Records from a data collection

+ + + +

impl RoutineEngine {
    pub fn new(
        store: Arc<dyn RoutineStore>,
        catalog: Arc<SlotCatalog>,
        registry: Arc<dyn EntityRegistry>,
        queue: Arc<ProjectionQueue>,
        views: TeacherViewStore,
    ) -> Self {
        Self {
            store,
            catalog,
            registry,
            queue,
            views,
        }
    }

    pub fn store(&self) -> &Arc<dyn RoutineStore> {
        &self.store
    }

    pub fn catalog(&self) -> &Arc<SlotCatalog> {
        &self.catalog
    }

    pub fn registry(&self) -> &Arc<dyn EntityRegistry> {
        &self.registry
    }

    pub fn queue(&self) -> &Arc<ProjectionQueue> {
        &self.queue
    }

    pub fn views(&self) -> &TeacherViewStore {
        &self.views
    }

    /// Place a class in one slot or a contiguous run of slots
    pub fn assign(&self, caller: &Caller, request: &PlacementRequest) -> Result<AssignOutcome, ApiError> {
        let started = Instant::now();
        let result = self.assign_inner(caller, request);
        self.log_result("assign", caller, started, &result, |o| o.rows.len());
        result
    }

    fn assign_inner(&self, caller: &Caller, request: &PlacementRequest) -> Result<AssignOutcome, ApiError> {
        caller.verify_write()?;
        let request = request.normalized();
        request.validate()?;
        self.resolve_placement(&request)?;

        let outcome = self.with_race_retry("assign", || {
            let mut rows = request.to_rows();
            let report = check_conflicts(self.store.as_ref(), &self.catalog, &rows, None)?;
            if !report.is_empty() {
                return Err(ApiError::Conflict(report));
            }
            let span_id = attach_span(&mut rows);
            self.store.commit(&ChangeSet::insert_only(rows.clone()))?;
            Ok(AssignOutcome { span_id, rows })
        })?;

        let jobs = distinct_teachers(&outcome.rows)
            .into_iter()
            .map(|t| (t, ChangeKind::Upsert))
            .collect();
        self.enqueue_projections(jobs);
        Ok(outcome)
    }

    /// Replace every row of a span with a new placement
    pub fn reassign_span(
        &self,
        caller: &Caller,
        request: &ReassignSpanRequest,
    ) -> Result<AssignOutcome, ApiError> {
        let started = Instant::now();
        let result = self.reassign_span_inner(caller, request);
        self.log_result("reassign_span", caller, started, &result, |o| o.rows.len());
        result
    }

    fn reassign_span_inner(
        &self,
        caller: &Caller,
        request: &ReassignSpanRequest,
    ) -> Result<AssignOutcome, ApiError> {
        caller.verify_write()?;
        let placement = request.placement.normalized();
        placement.validate()?;
        self.resolve_placement(&placement)?;
        let span_id = &request.span_id;

        let (outcome, old_rows) = self.with_race_retry("reassign_span", || {
            let old_rows = self.store.span_entries(span_id)?;
            if old_rows.is_empty() {
                return Err(ApiError::SpanNotFound(span_id.clone()));
            }
            let mut rows = placement.to_rows();
            let report = check_conflicts(self.store.as_ref(), &self.catalog, &rows, Some(span_id))?;
            if !report.is_empty() {
                return Err(ApiError::Conflict(report));
            }
            let new_span = attach_span(&mut rows);
            let change = ChangeSet {
                removals: old_rows.iter().map(RoutineSlotEntry::key).collect(),
                inserts: rows.clone(),
            };
            let committed = self.store.commit(&change)?;
            Ok((
                AssignOutcome {
                    span_id: new_span,
                    rows,
                },
                committed.removed,
            ))
        })?;

        let mut jobs: BTreeMap<TeacherId, ChangeKind> = distinct_teachers(&old_rows)
            .into_iter()
            .map(|t| (t, ChangeKind::Delete))
            .collect();
        for teacher in distinct_teachers(&outcome.rows) {
            jobs.insert(teacher, ChangeKind::Upsert);
        }
        self.enqueue_projections(jobs);
        Ok(outcome)
    }

    /// Clear one cell; a cell inside a span clears the whole span
    ///
    /// `lab_group: None` addresses the whole-section entry only. An empty
    /// cell deletes nothing.
    pub fn clear_cell(&self, caller: &Caller, request: &ClearCellRequest) -> Result<ClearOutcome, ApiError> {
        let started = Instant::now();
        let result = self.clear_cell_inner(caller, request);
        self.log_result("clear_cell", caller, started, &result, |o| o.deleted_count);
        result
    }

    fn clear_cell_inner(&self, caller: &Caller, request: &ClearCellRequest) -> Result<ClearOutcome, ApiError> {
        caller.verify_write()?;
        request.validate()?;
        let key = request.key();

        self.clear_with(|| {
            let Some(entry) = self.store.get(&key)? else {
                return Ok(Vec::new());
            };
            match &entry.span_id {
                Some(span) => {
                    let mut keys: Vec<CellKey> = self
                        .store
                        .span_entries(span)?
                        .iter()
                        .map(RoutineSlotEntry::key)
                        .collect();
                    if !keys.contains(&key) {
                        keys.push(key.clone());
                    }
                    Ok(keys)
                }
                None => Ok(vec![key.clone()]),
            }
        })
    }

    /// Delete every row of a span; an unknown span deletes nothing
    pub fn clear_span(&self, caller: &Caller, span_id: &SpanId) -> Result<ClearOutcome, ApiError> {
        let started = Instant::now();
        let result = self.clear_span_inner(caller, span_id);
        self.log_result("clear_span", caller, started, &result, |o| o.deleted_count);
        result
    }

    fn clear_span_inner(&self, caller: &Caller, span_id: &SpanId) -> Result<ClearOutcome, ApiError> {
        caller.verify_write()?;
        self.clear_with(|| {
            Ok(self
                .store
                .span_entries(span_id)?
                .iter()
                .map(RoutineSlotEntry::key)
                .collect())
        })
    }

    /// Delete every row of a section whose subject carries `subject_code`
    pub fn clear_subject(
        &self,
        caller: &Caller,
        request: &ClearSubjectRequest,
    ) -> Result<ClearOutcome, ApiError> {
        let started = Instant::now();
        let result = self.clear_subject_inner(caller, request);
        self.log_result("clear_subject", caller, started, &result, |o| o.deleted_count);
        result
    }

    fn clear_subject_inner(
        &self,
        caller: &Caller,
        request: &ClearSubjectRequest,
    ) -> Result<ClearOutcome, ApiError> {
        caller.verify_write()?;
        request.validate()?;
        let section = request.section_ref();
        self.registry.program_or_error(&section.program_code)?;

        let subject_code = request.subject_code.trim();
        let subject_ids: BTreeSet<String> = self
            .registry
            .subjects_by_code(subject_code)
            .into_iter()
            .map(|s| s.id.clone())
            .collect();
        if subject_ids.is_empty() {
            return Err(ApiError::SubjectNotFound(subject_code.to_string()));
        }

        self.clear_with(|| {
            let mut keys = BTreeSet::new();
            let mut spans = BTreeSet::new();
            for row in self.store.section_entries(&section)? {
                if subject_ids.contains(&row.subject_id) {
                    keys.insert(row.key());
                    if let Some(span) = &row.span_id {
                        spans.insert(span.clone());
                    }
                }
            }
            for span in &spans {
                for member in self.store.span_entries(span)? {
                    keys.insert(member.key());
                }
            }
            Ok(keys.into_iter().collect())
        })
    }

    /// Section routine: day → slot → entries with display names
    pub fn routine(&self, section: &SectionRef) -> Result<SectionRoutine, ApiError> {
        let section = SectionRef::new(
            section.program_code.trim(),
            section.semester,
            section.section.trim(),
        );
        validate_section(&section)?;
        self.registry.program_or_error(&section.program_code)?;
        let entries = self.store.section_entries(&section)?;
        Ok(SectionRoutine::build(
            section,
            entries,
            self.registry.as_ref(),
            &self.catalog,
        ))
    }

    /// Cached weekly schedule of a teacher
    ///
    /// Eventually consistent with the routine; a teacher nobody has
    /// projected yet gets an empty view.
    pub fn teacher_schedule(&self, teacher_id: &str) -> Result<TeacherScheduleView, ApiError> {
        self.registry.teacher_or_error(teacher_id)?;
        match self.views.get(teacher_id)? {
            Some(view) => Ok(view),
            None => Ok(TeacherScheduleView::empty(teacher_id, self.registry.as_ref())),
        }
    }

    /// Enqueue a rebuild of every known teacher's view
    ///
    /// Returns the number of teachers enqueued. Teachers the queue refuses
    /// are logged and left out of the count.
    pub fn rebuild_all_views(&self, caller: &Caller) -> Result<usize, ApiError> {
        caller.verify_admin()?;
        let mut teachers: BTreeSet<TeacherId> = self.registry.teacher_ids().into_iter().collect();
        teachers.extend(self.views.teacher_ids()?);
        let jobs = teachers
            .into_iter()
            .map(|t| (t, ChangeKind::Upsert))
            .collect::<BTreeMap<_, _>>();
        let requested = jobs.len();
        let enqueued = self.enqueue_projections(jobs);
        if enqueued < requested {
            warn!(
                requested,
                enqueued,
                "Projection queue refused part of the view rebuild"
            );
        }
        info!(
            caller = %caller.caller_id,
            teachers = enqueued,
            "Enqueued rebuild of all teacher views"
        );
        Ok(enqueued)
    }

    /// Every referenced entity must exist and the section must fit its program
    fn resolve_placement(&self, request: &PlacementRequest) -> Result<(), ApiError> {
        let program = self.registry.program_or_error(&request.program_code)?;
        let mut errors = crate::request::ValidationErrors::default();
        if let Some(max) = program.semesters {
            if request.semester > max {
                errors.push(
                    "semester",
                    format!("program {} has {} semesters", program.code, max),
                );
            }
        }
        if !program.sections.is_empty() && !program.sections.contains(&request.section) {
            errors.push(
                "section",
                format!("section {} is not part of program {}", request.section, program.code),
            );
        }
        errors.into_result()?;

        self.registry.subject_or_error(&request.subject_id)?;
        for teacher in &request.teacher_ids {
            self.registry.teacher_or_error(teacher)?;
        }
        self.registry.room_or_error(&request.room_id)?;
        Ok(())
    }

    /// Run `attempt`, retrying once when the store reports a lost race
    fn with_race_retry<T>(
        &self,
        operation: &str,
        mut attempt: impl FnMut() -> Result<T, ApiError>,
    ) -> Result<T, ApiError> {
        let mut tries = 1;
        loop {
            match attempt() {
                Err(ApiError::RaceDetected(reason)) if tries < MAX_COMMIT_ATTEMPTS => {
                    warn!(operation, reason = %reason, "Concurrent write detected, retrying with a fresh check");
                    tries += 1;
                }
                result => return result,
            }
        }
    }

    /// Remove the keys chosen by `select` and project the affected teachers
    fn clear_with(
        &self,
        mut select: impl FnMut() -> Result<Vec<CellKey>, ApiError>,
    ) -> Result<ClearOutcome, ApiError> {
        let removed = self.with_race_retry("clear", || {
            let keys = select()?;
            if keys.is_empty() {
                return Ok(Vec::new());
            }
            Ok(self.store.commit(&ChangeSet::remove_only(keys))?.removed)
        })?;

        let outcome = ClearOutcome::from_removed(&removed);
        let jobs = outcome
            .affected_teacher_ids
            .iter()
            .map(|t| (t.clone(), ChangeKind::Delete))
            .collect();
        self.enqueue_projections(jobs);
        Ok(outcome)
    }

    /// Enqueue one job per teacher; failures are logged, never returned
    ///
    /// Returns how many jobs the queue accepted.
    fn enqueue_projections(&self, jobs: BTreeMap<TeacherId, ChangeKind>) -> usize {
        let mut accepted = 0;
        for (teacher, change) in jobs {
            match self.queue.enqueue(&teacher, change) {
                Ok(_) => accepted += 1,
                Err(err) => warn!(
                    teacher_id = %teacher,
                    change = %change,
                    error = %err,
                    "Failed to enqueue teacher view projection"
                ),
            }
        }
        accepted
    }

    fn log_result<T>(
        &self,
        operation: &str,
        caller: &Caller,
        started: Instant,
        result: &Result<T, ApiError>,
        rows: impl Fn(&T) -> usize,
    ) {
        let duration_ms = started.elapsed().as_millis() as u64;
        match result {
            Ok(value) => info!(
                caller = %caller.caller_id,
                operation,
                rows = rows(value),
                duration_ms,
                "Routine mutation committed"
            ),
            Err(ApiError::Conflict(report)) => warn!(
                caller = %caller.caller_id,
                operation,
                conflicts = report.len(),
                duration_ms,
                "Placement rejected: {}",
                report
            ),
            Err(err @ ApiError::RaceDetected(_)) => warn!(
                caller = %caller.caller_id,
                operation,
                error = %err,
                duration_ms,
                "Routine mutation lost a race twice"
            ),
            Err(
                err @ (ApiError::StoreUnavailable(_) | ApiError::StorageError(_)),
            ) => error!(
                caller = %caller.caller_id,
                operation,
                error = %err,
                duration_ms,
                "Routine mutation failed in storage"
            ),
            Err(err) => debug!(
                caller = %caller.caller_id,
                operation,
                error = %err,
                "Routine mutation refused"
            ),
        }
    }
}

+ + + +

Exercise prompt:
Gather up the lines containing the word "SectionRoutine" from these records and copy them.

Answer area:
    pub fn routine(&self, section: &SectionRef) -> Result<SectionRoutine, ApiError> {
        Ok(SectionRoutine::build(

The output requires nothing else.